A home broadband router is a device that lets you connect to the internet in your home. 

To get online, you need to be able to connect to a broadband network. And when it comes to home broadband, you'll need a router to do that.

A router contains a modem that can communicate with a broadband network. It also includes home networking features for sharing the connection and communicating between devices within your home.

Almost all broadband deals include a router as part of the deal, but sometimes it’ll be called a 'hub'. Very often a router will be bundled in for free when you sign up to a broadband package, so there’s no need to purchase anything beforehand.

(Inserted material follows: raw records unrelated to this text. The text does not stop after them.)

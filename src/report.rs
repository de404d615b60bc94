//! Report export: paginated text recap and CSV spreadsheet

use std::io::Write;

use rust_decimal::prelude::ToPrimitive;
use rust_decimal::{Decimal, RoundingStrategy};

use crate::calculator::{DivisionShare, FinancialSummary};
use crate::error::{RabError, Result};
use crate::models::{BudgetTree, ProjectInfo, info_text};

pub const DEFAULT_ROWS_PER_PAGE: usize = 40;

const NO_WIDTH: usize = 6;
const DESC_WIDTH: usize = 50;
const AMOUNT_WIDTH: usize = 20;

/// Round to whole rupiah, halves away from zero
pub fn round_rupiah(value: Decimal) -> Decimal {
    let rounded = value.round_dp_with_strategy(0, RoundingStrategy::MidpointAwayFromZero);
    // Drop the sign of a rounded-away negative fraction.
    if rounded.is_zero() {
        Decimal::ZERO
    } else {
        rounded
    }
}

/// Whole-unit amount with `.` as thousands separator, e.g. `1.234.567`
///
/// Rounds to the nearest unit for display only.
pub fn format_amount(value: Decimal) -> String {
    let rounded = round_rupiah(value);
    let digits = rounded.abs().to_string();

    let mut grouped = String::with_capacity(digits.len() + digits.len() / 3 + 1);
    if rounded.is_sign_negative() {
        grouped.push('-');
    }
    for (i, ch) in digits.chars().enumerate() {
        if i > 0 && (digits.len() - i) % 3 == 0 {
            grouped.push('.');
        }
        grouped.push(ch);
    }
    grouped
}

/// Currency display used everywhere amounts are shown, e.g. `Rp 1.234.567`
pub fn format_rupiah(value: Decimal) -> String {
    let amount = format_amount(value);
    match amount.strip_prefix('-') {
        Some(abs) => format!("-Rp {abs}"),
        None => format!("Rp {amount}"),
    }
}

/// Rate label without trailing zeros, e.g. `10` or `12.5`
fn format_rate(rate: Decimal) -> String {
    rate.normalize().to_string()
}

/// One row of the recap table
#[derive(Debug, Clone, PartialEq)]
pub struct ReportRow {
    pub level: RowLevel,
    pub id: String,
    pub title: String,
    pub amount: Decimal,
}

#[derive(Debug, Clone, Copy, PartialEq, Eq)]
pub enum RowLevel {
    Division,
    SubDivision,
    Summary,
}

impl RowLevel {
    fn as_str(self) -> &'static str {
        match self {
            RowLevel::Division => "division",
            RowLevel::SubDivision => "subdivision",
            RowLevel::Summary => "summary",
        }
    }
}

/// Division and sub-division rows in tree order
pub fn body_rows(tree: &BudgetTree) -> Vec<ReportRow> {
    let mut rows = Vec::new();
    for division in &tree.divisions {
        rows.push(ReportRow {
            level: RowLevel::Division,
            id: division.id.clone(),
            title: division.title.clone(),
            amount: division.total,
        });
        for sub in &division.subdivisions {
            rows.push(ReportRow {
                level: RowLevel::SubDivision,
                id: sub.id.clone(),
                title: sub.title.clone(),
                amount: sub.subtotal,
            });
        }
    }
    rows
}

/// Cost base, overhead, tax and grand total rows, labelled with their rates
pub fn summary_rows(summary: &FinancialSummary) -> Vec<ReportRow> {
    let row = |title: String, amount: Decimal| ReportRow {
        level: RowLevel::Summary,
        id: String::new(),
        title,
        amount,
    };
    vec![
        row("REAL COST".to_string(), summary.cost_base),
        row(
            format!("OVERHEAD & PROFIT ({}%)", format_rate(summary.overhead_rate)),
            summary.overhead_amount,
        ),
        row(format!("TAX ({}%)", format_rate(summary.tax_rate)), summary.tax_amount),
        row("GRAND TOTAL".to_string(), summary.grand_total),
    ]
}

fn rule(output: &mut String) {
    output.push_str(&"-".repeat(NO_WIDTH + DESC_WIDTH + AMOUNT_WIDTH + 4));
    output.push('\n');
}

fn page_header(output: &mut String, info: &ProjectInfo) {
    output.push_str(&format!(
        "COST ESTIMATE RECAP: {}\n",
        info_text(info, "name").to_uppercase()
    ));
    output.push_str(&format!(
        "Location: {} | Owner: {}\n",
        info_text(info, "location"),
        info_text(info, "owner")
    ));
    rule(output);
    output.push_str(&table_line("NO", "DESCRIPTION", "AMOUNT (Rp)"));
    rule(output);
}

fn page_footer(output: &mut String, page: usize) {
    output.push_str(&format!(
        "{:^width$}\n",
        format!("Page {page}"),
        width = NO_WIDTH + DESC_WIDTH + AMOUNT_WIDTH + 6
    ));
}

fn table_line(no: &str, desc: &str, amount: &str) -> String {
    format!(
        "{:^no_w$} | {:<desc_w$} | {:>amount_w$}\n",
        truncate(no, NO_WIDTH),
        truncate(desc, DESC_WIDTH),
        amount,
        no_w = NO_WIDTH,
        desc_w = DESC_WIDTH,
        amount_w = AMOUNT_WIDTH
    )
}

fn truncate(text: &str, width: usize) -> String {
    if text.chars().count() <= width {
        text.to_string()
    } else {
        text.chars().take(width).collect()
    }
}

/// Render the recap as plain text pages
///
/// A page break (form feed) follows every `rows_per_page` body rows; the
/// summary block always closes the last page.
pub fn render_text(
    info: &ProjectInfo,
    tree: &BudgetTree,
    summary: &FinancialSummary,
    rows_per_page: usize,
) -> String {
    let rows_per_page = rows_per_page.max(1);
    let mut output = String::new();
    let mut page = 1;

    page_header(&mut output, info);

    for (n, row) in body_rows(tree).iter().enumerate() {
        if n > 0 && n % rows_per_page == 0 {
            rule(&mut output);
            page_footer(&mut output, page);
            output.push('\x0c');
            page += 1;
            page_header(&mut output, info);
        }

        let (no, desc) = match row.level {
            RowLevel::Division => (row.id.clone(), row.title.clone()),
            _ => (String::new(), format!("  > {}", row.title)),
        };
        output.push_str(&table_line(&no, &desc, &format_amount(row.amount)));
    }

    rule(&mut output);
    for row in summary_rows(summary) {
        output.push_str(&format!(
            "{:>width$} | {:>amount_w$}\n",
            row.title,
            format_amount(row.amount),
            width = NO_WIDTH + DESC_WIDTH + 3,
            amount_w = AMOUNT_WIDTH
        ));
    }
    rule(&mut output);
    page_footer(&mut output, page);

    output
}

/// Horizontal text bars for the division breakdown, scaled to the largest
///
/// Returns lines like `PERSIAPAN   ████████░░░░  Rp 12.345`.
pub fn render_chart(breakdown: &[DivisionShare], width: usize) -> String {
    let max = breakdown.iter().map(|d| d.total).fold(Decimal::ZERO, Decimal::max);
    let label_width = breakdown
        .iter()
        .map(|d| d.title.chars().count())
        .max()
        .unwrap_or(0);

    let mut output = String::new();
    for share in breakdown {
        let filled = if max > Decimal::ZERO {
            (share.total * Decimal::from(width) / max)
                .round_dp_with_strategy(0, RoundingStrategy::MidpointAwayFromZero)
                .to_usize()
                .unwrap_or(0)
                .min(width)
        } else {
            0
        };
        output.push_str(&format!(
            "{:<label_width$}  {}{}  {}\n",
            share.title,
            "█".repeat(filled),
            "░".repeat(width - filled),
            format_rupiah(share.total),
        ));
    }
    output
}

/// Write the recap as CSV: `level,id,title,amount`
///
/// Amounts are whole rupiah without grouping so spreadsheets read them as numbers.
pub fn write_csv<W: Write>(writer: W, tree: &BudgetTree, summary: &FinancialSummary) -> Result<()> {
    let mut csv = csv::Writer::from_writer(writer);
    csv.write_record(["level", "id", "title", "amount"])?;

    for row in body_rows(tree).into_iter().chain(summary_rows(summary)) {
        let amount = round_rupiah(row.amount).to_string();
        csv.write_record([row.level.as_str(), row.id.as_str(), row.title.as_str(), amount.as_str()])?;
    }

    csv.flush().map_err(|e| RabError::io("<csv output>", e))?;
    Ok(())
}

#[cfg(test)]
mod tests {
    use super::*;
    use crate::calculator::summarize;
    use crate::models::{Division, Settings, SubDivision};
    use serde_json::json;

    fn dec(text: &str) -> Decimal {
        text.parse().unwrap()
    }

    fn recap_tree() -> BudgetTree {
        let mut a = Division::new("A", "PEKERJAAN PERSIAPAN");
        let mut a1 = SubDivision::new("A.1", "Pembersihan");
        a1.subtotal = dec("2491500");
        a.subdivisions.push(a1);
        a.total = dec("2491500");

        let mut b = Division::new("B", "STRUKTUR BAWAH");
        let mut b1 = SubDivision::new("B.1", "Tanah");
        b1.subtotal = dec("1000.4");
        b.subdivisions.push(b1);
        b.total = dec("1000.4");

        BudgetTree {
            divisions: vec![a, b],
        }
    }

    fn info() -> ProjectInfo {
        let mut info = ProjectInfo::new();
        info.insert("name".into(), json!("Gedung Operasional"));
        info.insert("location".into(), json!("Bandung"));
        info.insert("owner".into(), json!("OM RIO"));
        info
    }

    #[test]
    fn amounts_are_grouped_and_rounded() {
        assert_eq!(format_amount(Decimal::ZERO), "0");
        assert_eq!(format_amount(dec("999")), "999");
        assert_eq!(format_amount(dec("1000.00")), "1.000");
        assert_eq!(format_amount(dec("1221000")), "1.221.000");
        assert_eq!(format_amount(dec("12457.5")), "12.458");
        assert_eq!(format_amount(dec("100.49")), "100");
        assert_eq!(format_amount(dec("-0.3")), "0");
        assert_eq!(format_amount(dec("-2.5")), "-3");
        assert_eq!(format_amount(dec("-1500000")), "-1.500.000");
    }

    #[test]
    fn rupiah_prefix() {
        assert_eq!(format_rupiah(dec("3500")), "Rp 3.500");
        assert_eq!(format_rupiah(dec("100.5")), "Rp 101");
        assert_eq!(format_rupiah(dec("-2000")), "-Rp 2.000");
    }

    #[test]
    fn text_report_lists_divisions_subdivisions_and_summary() {
        let tree = recap_tree();
        let summary = summarize(dec("1000000"), &Settings::default());
        let text = render_text(&info(), &tree, &summary, DEFAULT_ROWS_PER_PAGE);

        assert!(text.contains("COST ESTIMATE RECAP: GEDUNG OPERASIONAL"));
        assert!(text.contains("Owner: OM RIO"));
        assert!(text.contains("PEKERJAAN PERSIAPAN"));
        assert!(text.contains("  > Pembersihan"));
        assert!(text.contains("2.491.500"));
        assert!(text.contains("OVERHEAD & PROFIT (10%)"));
        assert!(text.contains("TAX (11%)"));
        assert!(text.contains("1.221.000"));
        assert!(text.contains("Page 1"));
        assert!(!text.contains('\x0c'));
    }

    #[test]
    fn text_report_paginates() {
        let tree = recap_tree();
        let summary = summarize(Decimal::ZERO, &Settings::default());
        let text = render_text(&info(), &tree, &summary, 2);

        // Four body rows at two per page.
        assert_eq!(text.matches('\x0c').count(), 1);
        assert!(text.contains("Page 2"));
        assert_eq!(text.matches("COST ESTIMATE RECAP").count(), 2);
    }

    #[test]
    fn chart_scales_to_largest_division() {
        let breakdown = vec![
            DivisionShare {
                title: "PERSIAPAN".into(),
                total: dec("50"),
            },
            DivisionShare {
                title: "STRUKTUR".into(),
                total: dec("100"),
            },
            DivisionShare {
                title: "KOSONG".into(),
                total: Decimal::ZERO,
            },
        ];
        let chart = render_chart(&breakdown, 10);
        let lines: Vec<_> = chart.lines().collect();
        assert_eq!(lines.len(), 3);
        assert_eq!(lines[0].matches('█').count(), 5);
        assert_eq!(lines[1].matches('█').count(), 10);
        assert_eq!(lines[2].matches('█').count(), 0);
        assert!(lines[1].ends_with("Rp 100"));
    }

    #[test]
    fn rate_labels_drop_trailing_zeros() {
        assert_eq!(format_rate(dec("10.00")), "10");
        assert_eq!(format_rate(dec("12.50")), "12.5");
    }

    #[test]
    fn chart_of_empty_budget_is_empty() {
        assert_eq!(render_chart(&[], 10), "");
    }

    #[test]
    fn csv_report_has_rows_in_tree_order() {
        let tree = recap_tree();
        let summary = summarize(dec("2492500.4"), &Settings::default());
        let mut buf = Vec::new();
        write_csv(&mut buf, &tree, &summary).unwrap();

        let text = String::from_utf8(buf).unwrap();
        let lines: Vec<_> = text.lines().collect();
        assert_eq!(lines[0], "level,id,title,amount");
        assert_eq!(lines[1], "division,A,PEKERJAAN PERSIAPAN,2491500");
        assert_eq!(lines[2], "subdivision,A.1,Pembersihan,2491500");
        assert_eq!(lines[4], "subdivision,B.1,Tanah,1000");
        assert_eq!(lines[5], "summary,,REAL COST,2492500");
        assert!(lines[6].starts_with("summary,,OVERHEAD & PROFIT (10%),"));
        // 2492500.4 * 1.1 * 1.11 = 3043342.9884
        assert_eq!(lines[8], "summary,,GRAND TOTAL,3043343");
        assert_eq!(lines.len(), 9);
    }
}
const BUDGET: &[(&str, &str, &[(&str, &str, &[(&str, &str, f64, Option<&str>, f64)])])] = &[
    (
        "A",
        "PEKERJAAN PERSIAPAN",
        &[
            (
                "A.1",
                "Pekerjaan Pembersihan",
                &[
                    ("Pembersihan & Kupasan Lahan", "M2", 200.0, None, 12457.5),
                    ("Tebas Tebang Tanaman", "M2", 200.0, None, 3943.5),
                    ("Cabut Tunggul Pohon", "Bh", 10.0, None, 152903.0),
                ],
            ),
            (
                "A.2",
                "Pekerjaan Bongkaran",
                &[
                    ("Bongkaran Batu Belah", "M3", 27.0, None, 152515.0),
                    ("Bongkar Beton Manual", "M3", 10.8, None, 168327.0),
                    ("Bongkaran Dinding Bata", "M3", 18.0, None, 21367.5),
                    ("Bongkaran Atap", "M2", 45.0, None, 13538.8),
                ],
            ),
            (
                "A.3",
                "Fasilitas Sementara",
                &[
                    ("Pagar Seng Gelombang t=2m", "M'", 90.0, Some("AHSP.PS.01"), 0.0),
                    ("Direksi Keet / Gudang", "M2", 15.0, None, 330678.0),
                    ("Papan Nama Proyek", "Bh", 1.0, None, 373642.0),
                    ("Bouwplank / Pengukuran", "M'", 95.5, None, 17782.6),
                ],
            ),
        ],
    ),
    (
        "B",
        "PEKERJAAN STRUKTUR BAWAH",
        &[
            (
                "B.1",
                "Pekerjaan Tanah",
                &[
                    ("Galian Tanah Pondasi", "M3", 45.2, Some("AHSP.T.01"), 0.0),
                    ("Urukan Pasir Bawah", "M3", 5.0, None, 187500.0),
                    ("Urukan Tanah Kembali", "M3", 15.0, None, 62287.5),
                ],
            ),
            (
                "B.2",
                "Pekerjaan Pondasi",
                &[
                    ("Pondasi Batu Belah 1:5", "M3", 54.0, Some("AHSP.S.04"), 0.0),
                    ("Footplat Beton (K-200)", "M3", 15.0, Some("AHSP.S.01"), 0.0),
                    ("Pembesian Footplat", "Kg", 1800.0, Some("AHSP.S.02"), 0.0),
                    ("Sloof Beton 20x30", "M3", 9.0, Some("AHSP.S.01"), 0.0),
                    ("Pembesian Sloof", "Kg", 1250.0, Some("AHSP.S.02"), 0.0),
                    ("Bekisting Sloof", "M2", 84.4, Some("AHSP.S.03"), 0.0),
                ],
            ),
        ],
    ),
    (
        "C",
        "PEKERJAAN STRUKTUR ATAS",
        &[
            (
                "C.1",
                "Struktur Lantai 1",
                &[
                    ("Kolom K1 (40x40)", "M3", 5.6, Some("AHSP.S.01"), 0.0),
                    ("Bekisting Kolom K1", "M2", 63.0, Some("AHSP.S.03"), 0.0),
                    ("Pembesian Kolom K1", "Kg", 12557.0, Some("AHSP.S.02"), 0.0),
                    ("Balok B1 (30x50)", "M3", 12.0, Some("AHSP.S.01"), 0.0),
                    ("Bekisting Balok B1", "M2", 166.5, Some("AHSP.S.03"), 0.0),
                    ("Plat Lantai 2 (12cm)", "M3", 7.92, Some("AHSP.S.01"), 0.0),
                ],
            ),
            (
                "C.2",
                "Struktur Lantai 2 & Atap",
                &[
                    ("Kolom K1 Lt.2", "M3", 5.6, Some("AHSP.S.01"), 0.0),
                    ("Ring Balok", "M3", 19.75, Some("AHSP.S.01"), 0.0),
                    ("Kolom Praktis", "M3", 1.5, Some("AHSP.S.01"), 0.0),
                    ("Tangga Beton", "M3", 2.04, Some("AHSP.S.01"), 0.0),
                    ("Pembesian Str Lt.2", "Kg", 12272.0, Some("AHSP.S.02"), 0.0),
                ],
            ),
        ],
    ),
    (
        "D",
        "PEKERJAAN ARSITEKTUR",
        &[
            (
                "D.1",
                "Dinding",
                &[
                    ("Pas. Bata Merah Lt.1", "M2", 150.5, Some("AHSP.A.01"), 0.0),
                    ("Pas. Bata Merah Lt.2", "M2", 109.5, Some("AHSP.A.01"), 0.0),
                    ("Plesteran Dinding", "M2", 518.0, Some("AHSP.A.02"), 0.0),
                    ("Acian Dinding", "M2", 518.0, Some("AHSP.A.03"), 0.0),
                    ("Dinding Roster", "M2", 20.0, Some("AHSP.A.01c"), 0.0),
                ],
            ),
            (
                "D.2",
                "Lantai & Dinding",
                &[
                    ("Lantai Keramik 30x30", "M2", 85.0, Some("AHSP.A.04"), 0.0),
                    ("Lantai Keramik 40x40", "M2", 33.0, Some("AHSP.A.04b"), 0.0),
                    ("Lantai Keramik 60x60", "M2", 28.0, Some("AHSP.A.04c"), 0.0),
                    ("Plint Keramik", "M'", 80.0, None, 44620.0),
                ],
            ),
            (
                "D.3",
                "Plafon",
                &[
                    ("Rangka+Plafon Gypsum", "M2", 92.0, Some("AHSP.PL.01"), 0.0),
                    ("List Plafon", "M'", 95.5, None, 18782.0),
                ],
            ),
            (
                "D.4",
                "Pintu & Jendela",
                &[
                    ("Kusen Aluminium 4\"", "M'", 32.0, None, 154589.0),
                    ("Daun Pintu UPVC", "Bh", 6.0, None, 592860.0),
                    ("Jendela Kaca Frame Alu", "M2", 4.3, None, 327360.0),
                    ("Kaca Polos 5mm", "M2", 20.0, None, 73183.0),
                    ("Engsel Pintu", "Bh", 18.0, None, 44583.0),
                    ("Kunci Tanam", "Bh", 6.0, None, 112332.0),
                ],
            ),
            (
                "D.5",
                "Pengecatan",
                &[
                    ("Cat Dinding Interior", "M2", 301.0, Some("AHSP.CAT.01"), 0.0),
                    ("Cat Dinding Eksterior", "M2", 100.0, Some("AHSP.CAT.02"), 0.0),
                    ("Cat Plafon", "M2", 92.0, None, 32539.0),
                ],
            ),
        ],
    ),
    (
        "E",
        "MEKANIKAL & ELEKTRIKAL",
        &[
            (
                "E.1",
                "Armatur Lampu",
                &[
                    ("Downlight 5 Inch LED", "Unit", 10.0, None, 46681.8),
                    ("Fitting E27 + LED", "Unit", 25.0, None, 70881.8),
                    ("Lampu Sorot LED 100W", "Unit", 2.0, None, 69132.8),
                    ("Lampu Taman+Tiang", "Unit", 18.0, None, 101139.0),
                    ("Lampu PJU Kawasan", "Unit", 18.0, None, 738614.0),
                ],
            ),
            (
                "E.2",
                "Instalasi",
                &[
                    ("Instalasi Lampu", "Titik", 100.0, Some("AHSP.M.01"), 0.0),
                    ("Instalasi Lampu Taman", "Titik", 10.0, None, 258126.0),
                    ("Instalasi PJU", "Titik", 4.0, None, 421476.0),
                ],
            ),
            (
                "E.3",
                "Saklar & Stop Kontak",
                &[
                    ("Saklar Tunggal", "Unit", 20.0, None, 29025.7),
                    ("Saklar Ganda", "Unit", 20.0, None, 29025.7),
                    ("Stop Kontak", "Unit", 30.0, None, 27199.7),
                    ("MCB Box", "Unit", 4.0, None, 489802.0),
                ],
            ),
            (
                "E.4",
                "Tata Udara (AC)",
                &[
                    ("AC Split 1/2 PK", "Unit", 4.0, None, 871138.0),
                    ("AC Split 1 PK", "Unit", 3.0, None, 917060.0),
                    ("Stop Kontak AC", "Unit", 6.0, None, 37483.0),
                ],
            ),
        ],
    ),
    (
        "F",
        "PLUMBING & SANITAIR",
        &[
            (
                "F.1",
                "Sanitair",
                &[
                    ("Closet Duduk", "Bh", 2.0, None, 885390.0),
                    ("Closet Jongkok", "Bh", 1.0, Some("AHSP.P.01"), 0.0),
                    ("Floor Drain", "Bh", 6.0, None, 37050.0),
                    ("Kran Air 1/2", "Bh", 10.0, None, 78960.0),
                    ("Jet Washer", "Bh", 4.0, None, 67960.0),
                ],
            ),
            (
                "F.2",
                "Perpipaan & Pompa",
                &[
                    ("Pipa PVC AW 1/2\"", "M'", 20.0, None, 37822.0),
                    ("Pipa PVC AW 3/4\"", "M'", 10.0, Some("AHSP.P.02"), 0.0),
                    ("Pipa PVC D 4\" (Kotor)", "M'", 20.0, None, 89736.0),
                    ("Pompa Transfer", "Bh", 2.0, None, 1381751.0),
                    ("Pompa Booster", "Bh", 1.0, None, 1245424.0),
                    ("Septictank & Resapan", "Ls", 1.0, None, 3500000.0),
                ],
            ),
        ],
    ),
];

Wi-Fi routers: the key points

  • A router lets you connect to the internet and use Wi-Fi at home.
  • Almost all broadband deals include a free router.
  • You can purchase your own router, but it must be compatible with your provider.

What does a router do?

A home broadband router has two core functions:

Internet access

Routers have a modem to connect to your broadband provider.

Many newer routers support different types of networks, so they’ll work with almost all broadband providers. Others might not have the right hardware for a specific type of broadband. So, if you’re buying your own router, you’ll need to check it supports your broadband network.

If your internet service provider supplies the router, then it’ll definitely be the correct model for your broadband.

Home networking

Today’s routers also offer a wealth of home networking features.

On the most basic level, you can easily share an internet connection via wired or wireless connectivity. But it also allows you to share files between systems, stream media around the home, and implement security measures to protect your home network.

  • Wi-Fi router jargon buster

    There’s no shortage of technical jargon associated with routers, so here’s a brief rundown of some key terms.

    Read our broadband glossary for further help with broadband terminology.

    Dynamic Host Configuration Protocol. A network protocol that automatically assigns an IP address to devices connected to the network, so they can use your network and internet without any manual configuration.

    IP Address
    Internet Protocol Address. An identifying number assigned to any device connected to a network. 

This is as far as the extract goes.